By Roslyn Kramer
The high-spirited drinking crowd that ambled expectantly down Jane St. toward the Hudson River has fallen off considerably since the first days of October. The reason: The Jane Ballroom, their destination, had closed for several weeks. Not that the hotel management was admitting it.
For a while hotel employees cheerily told visitors hoping to soak in the Ballroom’s fabulousness that the room was closed for repairs, but would be open the next day. Mid-November was more likely when it would be back open, many Jane Streeters believed. And if court dates are any indication, hotel management will have to clean up its act by the first week in December.

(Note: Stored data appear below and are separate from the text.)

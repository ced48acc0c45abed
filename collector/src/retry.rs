//! # Retry
//!
//! Bounded exponential backoff for storage calls that fail on a flaky connection.
use std::fmt::Display;
use std::future::Future;
use std::time;

use tracing::warn;

/// Error messages that point at a broken connection rather than a bad request.
const TRANSIENT_ERRORS: &[&str] = &[
    "broken pipe",
    "bad connection",
    "connection timed out",
    "connection reset",
    "timed out",
];

/// Whether an error message describes a failure worth retrying.
pub fn is_transient(message: &str) -> bool {
    let message = message.to_lowercase();
    TRANSIENT_ERRORS
        .iter()
        .any(|pattern| message.contains(pattern))
}

#[derive(Clone, Debug)]
/// A retry policy to determine retry parameters for a storage call.
pub struct RetryPolicy {
    /// Coefficient to multiply initial_interval with for every past attempt.
    pub backoff_coefficient: u32,
    /// The backoff interval for the first retry.
    pub initial_interval: time::Duration,
    /// The maximum possible backoff between retries.
    pub maximum_interval: Option<time::Duration>,
    /// How many times a transient failure is retried before giving up.
    pub max_retries: u32,
}

impl RetryPolicy {
    /// Initialize a `RetryPolicyBuilder`.
    pub fn build(backoff_coefficient: u32, initial_interval: time::Duration) -> RetryPolicyBuilder {
        RetryPolicyBuilder::new(backoff_coefficient, initial_interval)
    }

    /// Determine interval for retrying at a given attempt number, starting at 1.
    pub fn retry_interval(&self, attempt: u32) -> time::Duration {
        let candidate_interval = self
            .initial_interval
            .saturating_mul(self.backoff_coefficient.saturating_pow(attempt.saturating_sub(1)));

        match self.maximum_interval {
            Some(max_interval) => std::cmp::min(candidate_interval, max_interval),
            None => candidate_interval,
        }
    }

    /// Run `operation` until it succeeds, fails with a non-transient error,
    /// or `max_retries` retries have been spent.
    pub async fn run<T, E, F, Fut>(&self, what: &str, mut operation: F) -> Result<T, E>
    where
        E: Display,
        F: FnMut() -> Fut,
        Fut: Future<Output = Result<T, E>>,
    {
        let mut attempt = 0;
        loop {
            match operation().await {
                Ok(value) => return Ok(value),
                Err(err) if attempt < self.max_retries && is_transient(&err.to_string()) => {
                    attempt += 1;
                    let interval = self.retry_interval(attempt);
                    warn!(
                        attempt,
                        "{} failed with a transient error, retrying in {:?}: {}",
                        what,
                        interval,
                        err
                    );
                    tokio::time::sleep(interval).await;
                }
                Err(err) => return Err(err),
            }
        }
    }
}

/// Builder pattern struct to provide a `RetryPolicy`.
pub struct RetryPolicyBuilder {
    pub backoff_coefficient: u32,
    pub initial_interval: time::Duration,
    pub maximum_interval: Option<time::Duration>,
    pub max_retries: u32,
}

impl Default for RetryPolicyBuilder {
    fn default() -> Self {
        Self {
            backoff_coefficient: 2,
            initial_interval: time::Duration::from_millis(100),
            maximum_interval: Some(time::Duration::from_secs(5)),
            max_retries: 10,
        }
    }
}

impl RetryPolicyBuilder {
    pub fn new(backoff_coefficient: u32, initial_interval: time::Duration) -> Self {
        Self {
            backoff_coefficient,
            initial_interval,
            ..RetryPolicyBuilder::default()
        }
    }

    pub fn maximum_interval(mut self, interval: time::Duration) -> RetryPolicyBuilder {
        self.maximum_interval = Some(interval);
        self
    }

    pub fn max_retries(mut self, max_retries: u32) -> RetryPolicyBuilder {
        self.max_retries = max_retries;
        self
    }

    /// Provide a `RetryPolicy` according to build parameters provided thus far.
    pub fn provide(&self) -> RetryPolicy {
        RetryPolicy {
            backoff_coefficient: self.backoff_coefficient,
            initial_interval: self.initial_interval,
            maximum_interval: self.maximum_interval,
            max_retries: self.max_retries,
        }
    }
}

#[cfg(test)]
mod tests {
    use std::sync::atomic::{AtomicU32, Ordering};

    use super::*;

    #[test]
    fn test_retry_interval_never_exceeds_maximum() {
        let retry_policy = RetryPolicy::build(2, time::Duration::from_secs(2))
            .maximum_interval(time::Duration::from_secs(4))
            .provide();

        assert_eq!(retry_policy.retry_interval(1), time::Duration::from_secs(2));
        assert_eq!(retry_policy.retry_interval(2), time::Duration::from_secs(4));
        assert_eq!(retry_policy.retry_interval(3), time::Duration::from_secs(4));
        assert_eq!(retry_policy.retry_interval(40), time::Duration::from_secs(4));
    }

    #[test]
    fn test_retry_interval_increases_with_coefficient() {
        let retry_policy = RetryPolicy::build(2, time::Duration::from_secs(2))
            .maximum_interval(time::Duration::from_secs(60))
            .provide();

        assert_eq!(retry_policy.retry_interval(1), time::Duration::from_secs(2));
        assert_eq!(retry_policy.retry_interval(2), time::Duration::from_secs(4));
        assert_eq!(retry_policy.retry_interval(3), time::Duration::from_secs(8));
    }

    #[test]
    fn test_transient_errors() {
        assert!(is_transient("write tcp: Broken pipe"));
        assert!(is_transient("driver: bad connection"));
        assert!(is_transient("dial tcp 10.0.0.1:8123: connection timed out"));
        assert!(is_transient("Connection reset by peer"));
        assert!(!is_transient("Code: 60. Table default.logs does not exist"));
    }

    #[tokio::test]
    async fn test_run_retries_transient_errors_only() {
        let policy = RetryPolicy::build(1, time::Duration::from_millis(1))
            .max_retries(3)
            .provide();

        let counter = AtomicU32::new(0);
        let calls = &counter;
        let result: Result<(), String> = policy
            .run("insert", move || async move {
                calls.fetch_add(1, Ordering::SeqCst);
                Err("broken pipe".to_owned())
            })
            .await;
        assert!(result.is_err());
        assert_eq!(counter.load(Ordering::SeqCst), 4);

        let counter = AtomicU32::new(0);
        let calls = &counter;
        let result: Result<(), String> = policy
            .run("insert", move || async move {
                calls.fetch_add(1, Ordering::SeqCst);
                Err("syntax error".to_owned())
            })
            .await;
        assert!(result.is_err());
        assert_eq!(counter.load(Ordering::SeqCst), 1);

        let counter = AtomicU32::new(0);
        let calls = &counter;
        let result: Result<u32, String> = policy
            .run("insert", move || async move {
                let previous = calls.fetch_add(1, Ordering::SeqCst);
                if previous == 0 {
                    Err("connection reset".to_owned())
                } else {
                    Ok(previous)
                }
            })
            .await;
        assert_eq!(result, Ok(1));
    }
}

That’s when the many violations found by a multi-agency task force conducting a highly visible inspection of the hotel are scheduled for court.
“A blind man could have seen it,” said Steve Maslow, describing the dramatic arrival of law enforcement officers for the multi-agency inspection. Suddenly, a flock of cars showed up, sirens blaring as if converging on a major crime scene. But no, they had come to comb the hotel’s fabled Ballroom for violations of the city’s safety codes.
There were intimations of what was to come a few hours earlier, when Jane St. activists Maslow and Salvatore Rasa, Community Board 2 Chairperson Jo Hamilton and Jane Street United attorney Barry Mallin met with Sixth Precinct Deputy Inspector Raymond Caroli to discuss community grievances.
Caroli is credited with taking the lead in getting the cooperation of the Mayor’s Office in addressing the nightspot, which has been driving neighbors to distraction.
“He really got the ball rolling,” Maslin said of the precinct commanding officer. The three community people each had his or her own viewpoint on what one called “the noise and barbarian behavior” frustrating Jane St. residents.
C.B. 2’s Hamilton emphasized the way the hotel’s new owners — Sean MacPherson, Eric Goode, Richard Born and Ira Drukier — promised one thing and produced another. Maslow, too, felt double-crossed. An original subscriber to the new owners’ living-room vision for the Ballroom, he remembered being “enthusiastic at first — I had visions of people reading from their new works in an elegant salon,” he said.
But if that vision was slightly over the top, no one was prepared for the lack of safety precautions at the place revealed by the mayor’s enforcement task force visit. Never mind the $20 drinks, unblushing violation of the ban on smoking, even the lack of promised food. There were also the details of required safety precautions that legally had to be installed by licensed workers, such as a questionable sprinkler-system installation that may not have been done by a licensed plumber.
Perhaps the crowning jewel of violations was a Buildings Department certificate of occupancy that was ancient history, dating back to a decade or so ago when the Ballroom featured a cutting-edge hit rock musical, “Hedwig and the Angry Inch.” The certificate of occupancy was for a theater, and allowed eating and drinking.
Only the drinking remains.
Other infractions the law enforcement team noticed were illegally installed safety measures usually taken for granted, such as a casually installed alarm system, doors deemed fire hazards because they either were not closed when they should be, or could not open because they were. The basement was particularly hazardous, including holes in the wall and garbage bags blocking an exit door. Yet a liquor license existed for this subpar subterranean space. The number of people mixing in the Ballroom exceeded the legal limit. Clubbers could enter the hotel through a staircase connected to the Ballroom mezzanine (which had yet more violations).
Transient visitors to The Jane hotel might not have noticed a stray clubber wandering the hotel’s halls, but permanent, rent-stabilized residents did. Which might explain the odd visitor looking into rooms, and in one reported case, a near attack on a woman resident.
The inspection record remains incomplete. The all-important report from the State Liquor Authority has not yet been made public.
It’s rumored that the Ballroom will reopen in mid-November, but there’s a lot of cleaning up to do, and obtaining a final inspection and clean bill of health from the Mayor’s Office of Special Enforcement.
Hotel occupants knew what was coming back in 2007, when illegal construction in the hotel began.
“They make all this money at the expense of everyone else, and everyone else foots the bill,” said one indignant veteran tenant. “Who are these people?”
According to The Jane, the hotel’s front bar remains open while the Ballroom issues are being addressed.